Every Friday I was preparing and carefully checking my beloved equipment to be ready for the next day. I took beautiful trips on the Italian side of the Alps, sometimes alone, sometimes with a few friends who shared the same interest with me.

After many years, I can still recall the feelings I had whilst climbing on dangerous tracks, the beautiful landscapes, some nights spent in a tent discussing the best way to the summit.

I took some risks, and a couple of times I found myself hanging on a rope with a mile of nothing below my feet. I was excited, though, empowered by that sensation of thrill, of gambling.

In the past few days I carefully followed the news about the latest expedition on one of the 8000s, the K2, a massive giant of ice and stone lying on the border between Pakistan, Nepal and China.

A tragedy.

Has been reported that more than nine people died and a number are still lost at an height of more than 8000 meters. Only a couple of them managed to make it to safety. Terrible.

Apart the technicalities, the possible errors made and some unfortunate conditions, we are not very far from the statistics. Since the fifties, while climbing Mount Everest and K2, the two highest mountains on earth, respectively 9% and 27% of people died. This means that, if you ever decide to participate to an expedition to reach the top of the world, you already know that there is a probability of about 30 per cent not to make it, to die.

Why on earth human beings risk their life in this way, instead to stay in the safety of their homes?

The answer is written on the story books of the last ten thousand years, and more than this.
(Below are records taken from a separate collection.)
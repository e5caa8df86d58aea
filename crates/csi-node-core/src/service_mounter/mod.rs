//! Service Mounter (component J, legacy): mounts Mountpoint directly at the
//! workload's target path as a systemd-supervised host service, for nodes
//! that haven't migrated to the Pod Mounter. Kept behind
//! `Config::support_legacy_systemd_mounts` (spec §4.J).

use std::path::{Path, PathBuf};

use kube::Client;
use tracing::instrument;
use uuid::Uuid;
use zbus::zvariant::Value;
use zbus::Connection;

use crate::args::ArgumentSet;
use crate::config::Config;
use crate::credentials::{self, AuthenticationSource, CleanupContext, MountKind, ProvideContext};
use crate::error::{MountError, Result};
use crate::mount;

const START_MODE: &str = "replace";
const TARGET_DIR_MODE: u32 = 0o755;

/// One mount request's inputs for the legacy path. Unlike the Pod Mounter,
/// there is no helper pod and no per-volume lock table entry beyond the
/// unit name systemd itself serializes on.
#[derive(Debug, Clone)]
pub struct ServiceMountRequest {
    pub bucket: String,
    pub target: PathBuf,
    pub pod_uid: String,
    pub volume_id: String,
    pub auth_source: AuthenticationSource,
    pub workload_namespace: Option<String>,
    pub service_account_name: Option<String>,
    pub service_account_tokens: String,
    pub workload_role_arn: Option<String>,
    pub sts_region_override: Option<String>,
    pub bucket_region: Option<String>,
    pub container_credentials_uri: Option<String>,
    pub static_secret: Option<std::collections::BTreeMap<String, String>>,
    pub args: ArgumentSet,
}

pub struct ServiceMounter {
    config: Config,
    client: Client,
}

impl ServiceMounter {
    pub fn new(config: Config, client: Client) -> Self {
        ServiceMounter { config, client }
    }

    /// Creates/repairs `target`, provides credentials at the host plugin
    /// directory, and starts a transient systemd unit running Mountpoint
    /// directly at `target`. A no-op if `target` is already a Mountpoint
    /// mount (spec §4.J).
    #[instrument(level = "info", skip(self, req), fields(bucket = %req.bucket, target = %req.target.display()))]
    pub async fn mount(&self, req: &ServiceMountRequest) -> Result<()> {
        mount::ensure_dir(&req.target, TARGET_DIR_MODE)?;

        if mount::check_mountpoint(&req.target).unwrap_or(false) {
            return Ok(());
        }

        let provide_ctx = ProvideContext {
            write_dir: self.config.host_plugin_dir.clone(),
            view_dir: self.config.host_plugin_dir.clone(),
            pod_uid: req.pod_uid.clone(),
            volume_id: req.volume_id.clone(),
            auth_source: req.auth_source,
            workload_namespace: req.workload_namespace.clone(),
            service_account_name: req.service_account_name.clone(),
            service_account_tokens: req.service_account_tokens.clone(),
            workload_role_arn: req.workload_role_arn.clone(),
            sts_region_override: req.sts_region_override.clone(),
            bucket_region: req.bucket_region.clone(),
            container_credentials_uri: req.container_credentials_uri.clone(),
            static_secret: req.static_secret.clone(),
        };
        let (cred_env, _) = credentials::provide(&provide_ctx, Some(&self.client)).await?;

        let mut env = crate::env::EnvironmentSet::default_from_process();
        env.merge(&cred_env);

        let mut args = req.args.clone();
        args.move_max_attempts_to_env(&mut env);
        args.apply_policy();

        let mut argv = vec![self.config.mount_s3_path.to_string_lossy().to_string()];
        argv.extend(args.sorted_list());
        argv.push(req.bucket.clone());
        argv.push(req.target.to_string_lossy().to_string());

        let unit_name = format!("mount-s3-{}-{}.service", self.config.driver_version, Uuid::new_v4());
        start_transient_unit(&unit_name, &argv, &env.sorted_list()).await.map_err(|e| {
            MountError::internal("service_mounter.mount", format!("starting {unit_name}: {e}")).with_target(&req.target)
        })
    }

    /// Unmounts `target` and removes every credential artifact the broker
    /// wrote for it; the legacy path never shares a helper pod to defer
    /// cleanup to (spec §4.J, §4.H step 2).
    #[instrument(level = "info", skip(self))]
    pub async fn unmount(&self, target: &Path, pod_uid: &str, volume_id: &str) -> Result<()> {
        mount::unmount(target)?;
        let cleanup_ctx = CleanupContext {
            write_dir: self.config.host_plugin_dir.clone(),
            pod_uid: pod_uid.to_string(),
            volume_id: volume_id.to_string(),
            mount_kind: MountKind::Service,
        };
        credentials::cleanup(&cleanup_ctx)
    }

    pub fn is_mount_point(&self, target: &Path) -> Result<bool> {
        mount::check_mountpoint(target)
    }
}

#[zbus::proxy(
    interface = "org.freedesktop.systemd1.Manager",
    default_service = "org.freedesktop.systemd1",
    default_path = "/org/freedesktop/systemd1"
)]
trait SystemdManager {
    fn start_transient_unit(
        &self,
        name: &str,
        mode: &str,
        properties: Vec<(&str, Value<'_>)>,
        aux: Vec<(&str, Vec<(&str, Value<'_>)>)>,
    ) -> zbus::Result<zbus::zvariant::OwnedObjectPath>;
}

/// Asks the host's systemd (over the system D-Bus) to start a transient
/// unit running `argv[0]` with `argv[1..]`, with `env` as its process
/// environment (spec §4.J: "transient unit ... with the Mountpoint binary
/// as ExecPath").
async fn start_transient_unit(unit_name: &str, argv: &[String], env: &[String]) -> zbus::Result<()> {
    let connection = Connection::system().await?;
    let manager = SystemdManagerProxy::new(&connection).await?;

    let exec_path = argv[0].clone();
    let exec_start = vec![(exec_path, argv.to_vec(), false)];
    let properties: Vec<(&str, Value<'_>)> =
        vec![("ExecStart", Value::from(exec_start)), ("Environment", Value::from(env.to_vec())), ("Type", Value::from("simple"))];

    manager.start_transient_unit(unit_name, START_MODE, properties, Vec::new()).await?;
    Ok(())
}

#[cfg(test)]
mod test {
    use super::*;

    #[test]
    fn unit_name_is_versioned_and_unique() {
        let a = format!("mount-s3-{}-{}.service", "1.0.0", Uuid::new_v4());
        let b = format!("mount-s3-{}-{}.service", "1.0.0", Uuid::new_v4());
        assert_ne!(a, b);
        assert!(a.starts_with("mount-s3-1.0.0-"));
    }
}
We are explorers, we test our limits, we reach out for emotions, we like to play with God, and sometime we lose. Without our burning desire to tempt the unknown, we might still live in caves and hunt rabbits, without cars, phones, internet, space exploration.

But we don’t, because this is human nature, and it will always be, tomorrow and in ten thousand years from now, we will not change.

We are extraordinary beings, we are reaching incredible levels of experience and knowledge. I would like to make a tribute, here and now, to those who died in that mountain, to those who showed us how to never surrender, even at cost of their own life.